McDonald’s drive-thru view reveals Jacksonville’s hospital history
The drive-thru on Morton Avenue looks out over a site that helped build Jacksonville, then watched one of its biggest institutions close. The old hospital grounds still shape how Morgan County sees its past, and its future.

The McDonald’s drive-thru on Morton Avenue gives Jacksonville a blunt history lesson: fries, traffic, and a clear view across the street to the grounds that once held the city’s state hospital. What looks like an ordinary stop in Morgan County sits opposite a landscape that helped define local work, care, and public memory for more than 175 years.
What sits across Morton Avenue
Across the pavement, the former campus is still visible even after the hospital buildings changed, closed, and in some cases disappeared. The site began as the Illinois State Hospital for the Insane, established by the Illinois General Assembly in 1847, and it admitted its first patient in Jacksonville on November 3, 1851. That made it the state’s first public hospital of its kind and one of the earliest Kirkbride-plan asylums, a design meant to signal order, treatment, and permanence.
The institution did not keep the same name for long. It became the Illinois Central Hospital for the Insane, then Jacksonville State Hospital in 1910, and later Jacksonville Developmental Center in the 1980s. The original Kirkbride building was demolished in 1970, which is one reason the campus can be hard to read now from the street. You can stand at the curb and know that something massive once filled the block without immediately seeing the shape of it.
A century of work, care, and dependence
For more than a century, Jacksonville Developmental Center was one of the city’s largest employers. NPR Illinois reported more than 400 employees when the center closed in 2012, a scale that helps explain why the institution mattered far beyond the people who lived there. It was a workplace, a service provider, and a fixed part of the local economy.

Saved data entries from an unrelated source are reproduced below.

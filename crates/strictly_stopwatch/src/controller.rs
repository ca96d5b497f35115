//! Glue between the stopwatch and its tick task.

use super::clock::Clock;
use super::format::format_elapsed;
use super::stopwatch::Stopwatch;
use super::ticker::{Tick, TickTask, TickerError};
use std::time::Duration;
use tokio::sync::mpsc::{self, UnboundedReceiver, UnboundedSender};
use tracing::{debug, instrument, trace};

/// Owns a [`Stopwatch`] and the [`TickTask`] that drives it.
///
/// The caller receives ticks on the channel returned by [`new`](Self::new)
/// and feeds them back through [`on_tick`](Self::on_tick). A ticker exists
/// only while the stopwatch runs; pause, reset and drop all cancel it.
#[derive(Debug)]
pub struct StopwatchController<C> {
    stopwatch: Stopwatch<C>,
    period: Duration,
    ticker: Option<TickTask>,
    tick_tx: UnboundedSender<Tick>,
}

impl<C: Clock> StopwatchController<C> {
    /// Creates a stopped controller and the receiving end of its ticks.
    pub fn new(clock: C, period: Duration) -> (Self, UnboundedReceiver<Tick>) {
        let (tick_tx, tick_rx) = mpsc::unbounded_channel();
        let controller = Self {
            stopwatch: Stopwatch::new(clock),
            period,
            ticker: None,
            tick_tx,
        };
        (controller, tick_rx)
    }

    /// Starts the stopwatch and its ticker. No-op if already running.
    ///
    /// # Errors
    ///
    /// Fails without starting if the ticker cannot be spawned.
    #[instrument(skip(self), fields(period = ?self.period))]
    pub fn start(&mut self) -> Result<(), TickerError> {
        if self.stopwatch.is_running() {
            debug!("Start ignored, already running");
            return Ok(());
        }
        let ticker = TickTask::spawn(self.period, self.tick_tx.clone())?;
        self.stopwatch.start();
        self.ticker = Some(ticker);
        Ok(())
    }

    /// Cancels the ticker and freezes elapsed time. No-op if not running.
    #[instrument(skip(self))]
    pub fn pause(&mut self) {
        self.cancel_ticker();
        self.stopwatch.pause();
    }

    /// Cancels the ticker and clears elapsed time.
    #[instrument(skip(self))]
    pub fn reset(&mut self) {
        self.cancel_ticker();
        self.stopwatch.reset();
    }

    /// Recomputes elapsed time for a tick and returns the value to publish.
    ///
    /// Ticks still queued after a pause are harmless: the stopwatch is
    /// frozen and returns the same value.
    pub fn on_tick(&mut self, tick: Tick) -> u64 {
        let elapsed = self.stopwatch.tick();
        trace!(seq = tick.seq, elapsed, "Tick handled");
        elapsed
    }

    /// Last computed elapsed milliseconds.
    pub fn elapsed(&self) -> u64 {
        self.stopwatch.elapsed()
    }

    /// Elapsed time as `MM:SS:CC`.
    pub fn display(&self) -> String {
        format_elapsed(self.elapsed())
    }

    /// Whether the stopwatch is running.
    pub fn is_running(&self) -> bool {
        self.stopwatch.is_running()
    }

    /// Whether a tick task is currently owned.
    pub fn is_ticking(&self) -> bool {
        self.ticker.is_some()
    }

    /// The configured tick period.
    pub fn period(&self) -> Duration {
        self.period
    }

    fn cancel_ticker(&mut self) {
        if let Some(ticker) = self.ticker.take() {
            ticker.cancel();
        }
    }
}

#[cfg(test)]
mod tests {
    use super::*;
    use crate::{DEFAULT_TICK_PERIOD, ManualClock};

    #[tokio::test(start_paused = true)]
    async fn test_start_pause_reset_with_simulated_clock() {
        let clock = ManualClock::new();
        let (mut ctl, mut rx) = StopwatchController::new(clock.clone(), DEFAULT_TICK_PERIOD);

        ctl.start().unwrap();
        assert!(ctl.is_running());
        assert!(ctl.is_ticking());

        clock.advance(500);
        let tick = rx.recv().await.unwrap();
        assert_eq!(ctl.on_tick(tick), 500);

        ctl.pause();
        assert!(!ctl.is_running());
        assert!(!ctl.is_ticking());
        assert_eq!(ctl.elapsed(), 500);

        clock.advance(2_000);
        assert_eq!(ctl.elapsed(), 500);
        assert_eq!(ctl.on_tick(Tick::new(99)), 500);

        ctl.reset();
        assert_eq!(ctl.elapsed(), 0);
        assert_eq!(ctl.display(), "00:00:00");
    }

    #[tokio::test(start_paused = true)]
    async fn test_second_start_keeps_single_ticker() {
        let (mut ctl, mut rx) = StopwatchController::new(ManualClock::new(), DEFAULT_TICK_PERIOD);
        ctl.start().unwrap();
        ctl.start().unwrap();

        tokio::time::sleep(Duration::from_millis(95)).await;
        let mut ticks = Vec::new();
        while let Ok(tick) = rx.try_recv() {
            ticks.push(tick.seq);
        }
        assert_eq!(ticks, (1..=9).collect::<Vec<_>>());
    }

    #[tokio::test(start_paused = true)]
    async fn test_reset_while_running_cancels_ticker() {
        let (mut ctl, mut rx) = StopwatchController::new(ManualClock::new(), DEFAULT_TICK_PERIOD);
        ctl.start().unwrap();
        ctl.reset();
        assert!(!ctl.is_running());
        assert!(!ctl.is_ticking());

        tokio::time::sleep(Duration::from_millis(100)).await;
        assert!(rx.try_recv().is_err());
    }

    #[tokio::test]
    async fn test_zero_period_leaves_stopwatch_stopped() {
        let (mut ctl, _rx) = StopwatchController::new(ManualClock::new(), Duration::ZERO);
        assert_eq!(ctl.start(), Err(TickerError::ZeroPeriod));
        assert!(!ctl.is_running());
    }

    #[test]
    fn test_period_is_the_configured_one() {
        let (ctl, _rx) = StopwatchController::new(ManualClock::new(), Duration::from_millis(25));
        assert_eq!(ctl.period(), Duration::from_millis(25));
    }
}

That economic reach shaped the way families and businesses saw the campus. Local reaction to closure was divided and intense. Some parents and advocates supported moving residents into community-based settings, while local businesses, families, and union voices warned that the center was a community mainstay and that its loss would hit both residents and the local economy. The debate was not abstract. It was tied to daily jobs, nearby services, and the people who lived on the grounds while the state decided what to do next.
One state document in the closure file says more than 120 residents were still on campus during the transition, which underscores how immediate the change was for families and staff. Illinois budget materials listed 185 residents, 366 staff layoffs, and an annualized operating cost of about $29.1 million, with a closure date of 10/31/12. The numbers show how large the institution still was at the end, even after decades of decline.

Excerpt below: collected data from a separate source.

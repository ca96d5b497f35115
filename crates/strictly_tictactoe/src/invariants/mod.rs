//! First-class invariants for tic-tac-toe.
//!
//! Invariants are logical properties that must hold throughout game execution.
//! They are checked after every move in debug builds and can be tested
//! independently.

/// A logical property that must hold for a given state.
pub trait Invariant<S> {
    /// Checks if the invariant holds for the given state.
    fn holds(state: &S) -> bool;

    /// Human-readable description of the invariant.
    fn description() -> &'static str;
}

/// Violation of an invariant.
#[derive(Debug, Clone, PartialEq, Eq)]
pub struct InvariantViolation {
    /// Description of the violated invariant.
    pub description: String,
}

impl InvariantViolation {
    /// Creates a new invariant violation.
    pub fn new(description: impl Into<String>) -> Self {
        Self {
            description: description.into(),
        }
    }
}

/// A set of invariants that can be checked together.
///
/// Implementations are provided for tuples.
pub trait InvariantSet<S> {
    /// Checks all invariants in the set, collecting every violation.
    fn check_all(state: &S) -> Result<(), Vec<InvariantViolation>>;
}

fn check_one<S, I: Invariant<S>>(state: &S, violations: &mut Vec<InvariantViolation>) {
    if !I::holds(state) {
        violations.push(InvariantViolation::new(I::description()));
    }
}

fn finish(violations: Vec<InvariantViolation>) -> Result<(), Vec<InvariantViolation>> {
    if violations.is_empty() {
        Ok(())
    } else {
        Err(violations)
    }
}

impl<S, I1, I2, I3> InvariantSet<S> for (I1, I2, I3)
where
    I1: Invariant<S>,
    I2: Invariant<S>,
    I3: Invariant<S>,
{
    fn check_all(state: &S) -> Result<(), Vec<InvariantViolation>> {
        let mut violations = Vec::new();
        check_one::<S, I1>(state, &mut violations);
        check_one::<S, I2>(state, &mut violations);
        check_one::<S, I3>(state, &mut violations);
        finish(violations)
    }
}

impl<S, I1, I2> InvariantSet<S> for (I1, I2)
where
    I1: Invariant<S>,
    I2: Invariant<S>,
{
    fn check_all(state: &S) -> Result<(), Vec<InvariantViolation>> {
        let mut violations = Vec::new();
        check_one::<S, I1>(state, &mut violations);
        check_one::<S, I2>(state, &mut violations);
        finish(violations)
    }
}

pub mod alternating_turn;
pub mod monotonic_board;
pub mod status_consistent;

pub use alternating_turn::AlternatingTurnInvariant;
pub use monotonic_board::MonotonicBoardInvariant;
pub use status_consistent::StatusConsistentInvariant;

/// All tic-tac-toe invariants as a composable set.
pub type TicTacToeInvariants = (
    MonotonicBoardInvariant,
    AlternatingTurnInvariant,
    StatusConsistentInvariant,
);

How the 2012 closure unfolded
Gov. Pat Quinn announced in January 2012 that he planned to close Jacksonville Developmental Center and Tinley Park Mental Health Center as part of a statewide “rebalancing” toward community-based care. The Illinois Health Facilities and Services Review Board approved the closure by a 6-1 vote, giving the state a legal path to move forward. State documents then postponed the Jacksonville closure to September 30, 2012 before the final shutdown later that year.
That sequence matters because it shows how quickly a place that had anchored Jacksonville for generations could be reclassified as surplus state property. The center’s end was not just a staffing decision. It was a public policy shift that changed who would receive care, where that care would happen, and what would happen to a large block of state-owned land in the middle of town.
For residents who drive Morton Avenue every day, the closure also altered the visual language of the corridor. The old campus once broadcast institutional power through its size and architecture. After the main building came down in 1970 and the center later shut its doors, the grounds became harder to interpret from a passing car, even though their outline still affects the way the street feels.
Why the site still matters now
The state has since moved toward redevelopment planning under its Surplus to Success program, which identifies Jacksonville Developmental Center as one of several priority sites for reuse and allocates $300 million statewide to prepare select surplus properties for redevelopment. That makes the land across Morton Avenue more than a remnant. It is a state-owned parcel still waiting for its next chapter.
Public memory has not gone quiet, either. A 2024 exhibit at the Jacksonville Area Museum renewed attention to the hospital’s history and reminded visitors that the campus was once central to how Jacksonville understood itself. That renewed interest matters because the site is not just a backdrop. It is tied to public health history, labor history, disability history, and the long record of how Illinois has housed and treated people with serious needs.
From the McDonald’s drive-thru, all of that is still in view if you know where to look. The traffic moves, the menu board glows, and Morton Avenue carries the day’s errands past a landscape that once held the state’s first public hospital of its kind. The campus may be quieter now, but it still marks the town.
This article was produced by Prism’s automated news system from verified source data, official records, and press releases, then run through automated quality and moderation checks before publishing. The system is built and supervised by the people who set the standards it runs under. Read our full AI policy.